[Start of Attachment]

//! Error taxonomy of the job lifecycle and its user-facing rendering.

use std::time::Duration;

use thiserror::Error;

/// Rejected locally: no network call, job state untouched.
#[derive(Debug, Clone, PartialEq, Eq, Error)]
pub enum ValidationError {
    #[error("Please upload a valid video or audio file")]
    UnsupportedMedia { file_name: String },
    #[error(
        "Error: The uploaded file exceeds the maximum duration of {} seconds. Please upload a smaller duration file.",
        limit.as_secs()
    )]
    DurationExceeded { actual: Duration, limit: Duration },
    #[error("Please enter a valid email address")]
    InvalidEmail,
    #[error("Source and Target languages cannot be the same")]
    IdenticalLanguages,
    #[error("unknown {side} language: {label}")]
    UnknownLanguage { side: &'static str, label: String },
    #[error("Email can only be attached to a submitted job")]
    NoActiveJob,
}

/// Failure of one call against the remote service.
#[derive(Debug, Clone, PartialEq, Eq, Error)]
pub enum RemoteError {
    /// Connection refused, DNS, timeout: the service was never reached.
    #[error("service unreachable: {0}")]
    Unreachable(String),
    #[error("{body}")]
    Rejected { status: u16, body: String },
    #[error("malformed response: {0}")]
    Malformed(String),
}

impl RemoteError {
    pub fn is_transient(&self) -> bool {
        matches!(self, RemoteError::Unreachable(_))
    }
}

impl From<reqwest::Error> for RemoteError {
    fn from(err: reqwest::Error) -> Self {
        if err.is_timeout() || err.is_connect() {
            RemoteError::Unreachable(err.to_string())
        } else if err.is_decode() || err.is_body() {
            RemoteError::Malformed(err.to_string())
        } else if let Some(status) = err.status() {
            RemoteError::Rejected {
                status: status.as_u16(),
                body: err.to_string(),
            }
        } else {
            RemoteError::Unreachable(err.to_string())
        }
    }
}

#[derive(Debug, Clone, PartialEq, Eq, Error)]
pub enum SubmissionError {
    #[error("Free translation limit reached. Sign Up for Free to Murf Studio.")]
    QuotaExceeded,
    #[error("No job ID received")]
    MissingJobId,
    #[error("Upload failed: {0}")]
    Remote(RemoteError),
}

#[derive(Debug, Clone, PartialEq, Eq, Error)]
pub enum StatusError {
    #[error("status check failed: {0}")]
    Remote(RemoteError),
    #[error("job reported completion without a download URL")]
    MissingDownloadUrl,
    #[error("translated media download failed: {0}")]
    Download(RemoteError),
}

impl StatusError {
    pub fn is_transient(&self) -> bool {
        match self {
            StatusError::Remote(err) | StatusError::Download(err) => err.is_transient(),
            StatusError::MissingDownloadUrl => false,
        }
    }
}

/// The service reported `FAILED` for the job.
#[derive(Debug, Clone, PartialEq, Eq, Error)]
#[error("{reason}")]
pub struct JobFailure {
    pub code: Option<String>,
    pub reason: String,
}

#[derive(Debug, Clone, PartialEq, Eq, Error)]
pub enum JobError {
    #[error(transparent)]
    Validation(#[from] ValidationError),
    #[error(transparent)]
    Submission(#[from] SubmissionError),
    #[error(transparent)]
    Status(#[from] StatusError),
    #[error(transparent)]
    Failure(#[from] JobFailure),
}
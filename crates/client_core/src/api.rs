//! Client side of the remote dubbing service.

use std::{sync::Arc, time::Duration};

use anyhow::{Context, Result};
use async_trait::async_trait;
use reqwest::{
    header::CONTENT_TYPE,
    multipart::{Form, Part},
    Client, Response,
};
use shared::{
    domain::JobId,
    protocol::{form_fields, CreateJobResponse, JobStatusResponse},
};
use tracing::{debug, info};

use crate::{controller::commands::SubmitRequest, error::RemoteError};

#[async_trait]
pub trait DubbingApi: Send + Sync {
    async fn create_job(&self, request: &SubmitRequest) -> Result<CreateJobResponse, RemoteError>;
    async fn job_status(&self, job_id: &JobId) -> Result<JobStatusResponse, RemoteError>;
    async fn update_email(&self, job_id: &JobId, email: &str) -> Result<(), RemoteError>;
    async fn download(&self, url: &str) -> Result<Arc<[u8]>, RemoteError>;
}

/// Upper bound for a single request; a hung status check surfaces as a transient failure.
pub const REQUEST_TIMEOUT: Duration = Duration::from_secs(30);

pub struct HttpDubbingApi {
    http: Client,
    base_url: String,
}

impl HttpDubbingApi {
    pub fn new(base_url: impl Into<String>) -> Result<Self> {
        Self::with_timeout(base_url, REQUEST_TIMEOUT)
    }

    pub fn with_timeout(base_url: impl Into<String>, timeout: Duration) -> Result<Self> {
        let http = Client::builder()
            .timeout(timeout)
            .build()
            .context("failed to build dubbing http client")?;
        Ok(Self::with_client(http, base_url))
    }

    pub fn with_client(http: Client, base_url: impl Into<String>) -> Self {
        let base_url = base_url.into().trim_end_matches('/').to_string();
        Self { http, base_url }
    }

    pub fn base_url(&self) -> &str {
        &self.base_url
    }
}

/// Turns a non-2xx response into `Rejected` carrying the body text.
async fn ensure_success(response: Response) -> Result<Response, RemoteError> {
    let status = response.status();
    if status.is_success() {
        return Ok(response);
    }
    let body = response.text().await.unwrap_or_default();
    let body = if body.trim().is_empty() {
        status.to_string()
    } else {
        body
    };
    Err(RemoteError::Rejected {
        status: status.as_u16(),
        body,
    })
}

#[async_trait]
impl DubbingApi for HttpDubbingApi {
    async fn create_job(&self, request: &SubmitRequest) -> Result<CreateJobResponse, RemoteError> {
        let mut file_part = Part::bytes(request.file.data.to_vec()).file_name(request.file.name.clone());
        if let Some(mime) = request.file.mime_type.as_deref() {
            file_part = file_part
                .mime_str(mime)
                .map_err(|e| RemoteError::Malformed(format!("invalid MIME type '{mime}': {e}")))?;
        }

        let mut form = Form::new()
            .text(form_fields::FILE_NAME, request.file.name.clone())
            .part(form_fields::FILE, file_part)
            .text(form_fields::SOURCE_LOCALE, request.source_locale.clone())
            .text(form_fields::TARGET_LOCALE, request.target_locale.clone());
        if let Some(email) = &request.email {
            form = form.text(form_fields::EMAIL, email.clone());
        }

        info!(
            file = %request.file.name,
            bytes = request.file.size(),
            source_locale = %request.source_locale,
            target_locale = %request.target_locale,
            "dubbing: creating job"
        );
        let response = self
            .http
            .post(format!("{}/jobs/create", self.base_url))
            .multipart(form)
            .send()
            .await?;
        let body: CreateJobResponse = ensure_success(response).await?.json().await?;
        Ok(body)
    }

    async fn job_status(&self, job_id: &JobId) -> Result<JobStatusResponse, RemoteError> {
        let response = self
            .http
            .get(format!("{}/jobs/{job_id}/status", self.base_url))
            .send()
            .await?;
        let body: JobStatusResponse = ensure_success(response).await?.json().await?;
        debug!(%job_id, status = ?body.status, "dubbing: status fetched");
        Ok(body)
    }

    async fn update_email(&self, job_id: &JobId, email: &str) -> Result<(), RemoteError> {
        let response = self
            .http
            .post(format!("{}/jobs/{job_id}/update-email", self.base_url))
            .header(CONTENT_TYPE, "text/plain")
            .body(email.to_string())
            .send()
            .await?;
        ensure_success(response).await?;
        info!(%job_id, "dubbing: email attached to job");
        Ok(())
    }

    async fn download(&self, url: &str) -> Result<Arc<[u8]>, RemoteError> {
        let response = self.http.get(url).send().await?;
        let bytes = ensure_success(response).await?.bytes().await?;
        debug!(bytes = bytes.len(), "dubbing: result downloaded");
        Ok(Arc::from(bytes.to_vec()))
    }
}

#[cfg(test)]
#[path = "tests/api_tests.rs"]
mod tests;
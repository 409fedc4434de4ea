pub mod api;
pub mod controller;
pub mod driver;
pub mod error;
pub mod handles;
pub mod media;
pub mod policy;
pub mod probe;

pub use api::{DubbingApi, HttpDubbingApi};
pub use controller::{
    commands::{Command, SubmitRequest},
    events::{ControllerEvent, Epoch, SubmitFailure},
    reducer::JobController,
    state::{JobPhase, JobState, Notification, NotificationSeverity, PlaybackTrack},
};
pub use driver::{JobDriver, JobOutcome, NoPlayback, PlaybackControl};
pub use error::{JobError, RemoteError, ValidationError};
pub use handles::{HandleRegistry, ObjectHandle};
pub use media::MediaFile;
pub use policy::{ControllerPolicy, LanguageCollision, StatusErrorPolicy};
pub use probe::{DurationProbe, FixedDurationProbe, SymphoniaProbe};
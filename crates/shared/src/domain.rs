use std::fmt;

use serde::{Deserialize, Serialize};

macro_rules! string_id_newtype {
    ($name:ident) => {
        #[derive(Debug, Clone, PartialEq, Eq, Hash, Serialize, Deserialize)]
        #[serde(transparent)]
        pub struct $name(pub String);

        impl $name {
            pub fn as_str(&self) -> &str {
                &self.0
            }
        }

        impl fmt::Display for $name {
            fn fmt(&self, f: &mut fmt::Formatter<'_>) -> fmt::Result {
                f.write_str(&self.0)
            }
        }

        impl From<&str> for $name {
            fn from(value: &str) -> Self {
                Self(value.to_string())
            }
        }
    };
}

string_id_newtype!(JobId);

#[derive(Debug, Clone, Copy, PartialEq, Eq, Hash, Serialize, Deserialize)]
#[serde(rename_all = "snake_case")]
pub enum MediaKind {
    Audio,
    Video,
}

impl MediaKind {
    /// Extension of the translated media the service hands back for this kind of upload.
    pub fn result_extension(self) -> &'static str {
        match self {
            MediaKind::Audio => "mp3",
            MediaKind::Video => "mp4",
        }
    }
}

#[derive(Debug, Clone, Copy, PartialEq, Eq, Hash, Serialize, Deserialize)]
#[serde(rename_all = "snake_case")]
pub enum LanguageSide {
    Source,
    Target,
}

impl LanguageSide {
    pub fn opposite(self) -> Self {
        match self {
            LanguageSide::Source => LanguageSide::Target,
            LanguageSide::Target => LanguageSide::Source,
        }
    }
}
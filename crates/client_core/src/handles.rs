use std::{collections::HashMap, fmt, sync::Arc};

use tracing::{debug, warn};

#[derive(Debug, Clone, Copy, PartialEq, Eq, Hash, PartialOrd, Ord)]
pub struct ObjectHandle(pub u64);

impl fmt::Display for ObjectHandle {
    fn fmt(&self, f: &mut fmt::Formatter<'_>) -> fmt::Result {
        write!(f, "handle:{}", self.0)
    }
}

/// Owns the bytes behind every live handle. A handle is valid from `insert` until its one `release`.
#[derive(Default)]
pub struct HandleRegistry {
    live: HashMap<ObjectHandle, Arc<[u8]>>,
    released: u64,
}

impl HandleRegistry {
    pub fn new() -> Self {
        Self::default()
    }

    pub fn insert(&mut self, handle: ObjectHandle, data: Arc<[u8]>) {
        debug!(%handle, bytes = data.len(), "handle created");
        if self.live.insert(handle, data).is_some() {
            warn!(%handle, "handle id reused while still live");
        }
    }

    /// Returns false when the handle was never issued or is already released.
    pub fn release(&mut self, handle: ObjectHandle) -> bool {
        match self.live.remove(&handle) {
            Some(_) => {
                self.released += 1;
                debug!(%handle, "handle released");
                true
            }
            None => {
                warn!(%handle, "release of unknown or already released handle");
                false
            }
        }
    }

    pub fn get(&self, handle: ObjectHandle) -> Option<Arc<[u8]>> {
        self.live.get(&handle).cloned()
    }

    pub fn live_count(&self) -> usize {
        self.live.len()
    }

    pub fn released_count(&self) -> u64 {
        self.released
    }
}
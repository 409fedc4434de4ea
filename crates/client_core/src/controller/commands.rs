use std::{sync::Arc, time::Duration};

use shared::domain::JobId;

use crate::{
    controller::{events::Epoch, state::Notification},
    handles::ObjectHandle,
    media::MediaFile,
};

#[derive(Debug, Clone, PartialEq, Eq)]
pub struct SubmitRequest {
    pub file: MediaFile,
    pub source_locale: String,
    pub target_locale: String,
    pub email: Option<String>,
}

#[derive(Debug, Clone, PartialEq)]
pub enum Command {
    ProbeDuration {
        probe: u64,
        file: MediaFile,
    },
    SubmitJob {
        epoch: Epoch,
        request: SubmitRequest,
    },
    StartProgressTicker {
        epoch: Epoch,
        interval: Duration,
    },
    StopProgressTicker,
    FetchStatus {
        epoch: Epoch,
        job_id: JobId,
    },
    SchedulePoll {
        epoch: Epoch,
        delay: Duration,
    },
    CancelPoll,
    DownloadResult {
        epoch: Epoch,
        url: String,
    },
    CreateHandle {
        handle: ObjectHandle,
        data: Arc<[u8]>,
    },
    ReleaseHandle(ObjectHandle),
    UpdateEmail {
        epoch: Epoch,
        job_id: JobId,
        email: String,
    },
    PausePlayback,
    Notify(Notification),
}

impl Command {
    pub fn name(&self) -> &'static str {
        match self {
            Command::ProbeDuration { .. } => "probe_duration",
            Command::SubmitJob { .. } => "submit_job",
            Command::StartProgressTicker { .. } => "start_progress_ticker",
            Command::StopProgressTicker => "stop_progress_ticker",
            Command::FetchStatus { .. } => "fetch_status",
            Command::SchedulePoll { .. } => "schedule_poll",
            Command::CancelPoll => "cancel_poll",
            Command::DownloadResult { .. } => "download_result",
            Command::CreateHandle { .. } => "create_handle",
            Command::ReleaseHandle(_) => "release_handle",
            Command::UpdateEmail { .. } => "update_email",
            Command::PausePlayback => "pause_playback",
            Command::Notify(_) => "notify",
        }
    }

    /// True for commands that reach the remote service.
    pub fn is_network(&self) -> bool {
        matches!(
            self,
            Command::SubmitJob { .. }
                | Command::FetchStatus { .. }
                | Command::DownloadResult { .. }
                | Command::UpdateEmail { .. }
        )
    }
}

[End of Attachment]

*Directions*
Would you restate, word for word, every line of the listing from its first line through the line with "impl From<reqwest::Error> for"?

*Written answer*
//! Error taxonomy of the job lifecycle and its user-facing rendering.

use std::time::Duration;

use thiserror::Error;

/// Rejected locally: no network call, job state untouched.
#[derive(Debug, Clone, PartialEq, Eq, Error)]
pub enum ValidationError {
    #[error("Please upload a valid video or audio file")]
    UnsupportedMedia { file_name: String },
    #[error(
        "Error: The uploaded file exceeds the maximum duration of {} seconds. Please upload a smaller duration file.",
        limit.as_secs()
    )]
    DurationExceeded { actual: Duration, limit: Duration },
    #[error("Please enter a valid email address")]
    InvalidEmail,
    #[error("Source and Target languages cannot be the same")]
    IdenticalLanguages,
    #[error("unknown {side} language: {label}")]
    UnknownLanguage { side: &'static str, label: String },
    #[error("Email can only be attached to a submitted job")]
    NoActiveJob,
}

/// Failure of one call against the remote service.
#[derive(Debug, Clone, PartialEq, Eq, Error)]
pub enum RemoteError {
    /// Connection refused, DNS, timeout: the service was never reached.
    #[error("service unreachable: {0}")]
    Unreachable(String),
    #[error("{body}")]
    Rejected { status: u16, body: String },
    #[error("malformed response: {0}")]
    Malformed(String),
}

impl RemoteError {
    pub fn is_transient(&self) -> bool {
        matches!(self, RemoteError::Unreachable(_))
    }
}

impl From<reqwest::Error> for RemoteError {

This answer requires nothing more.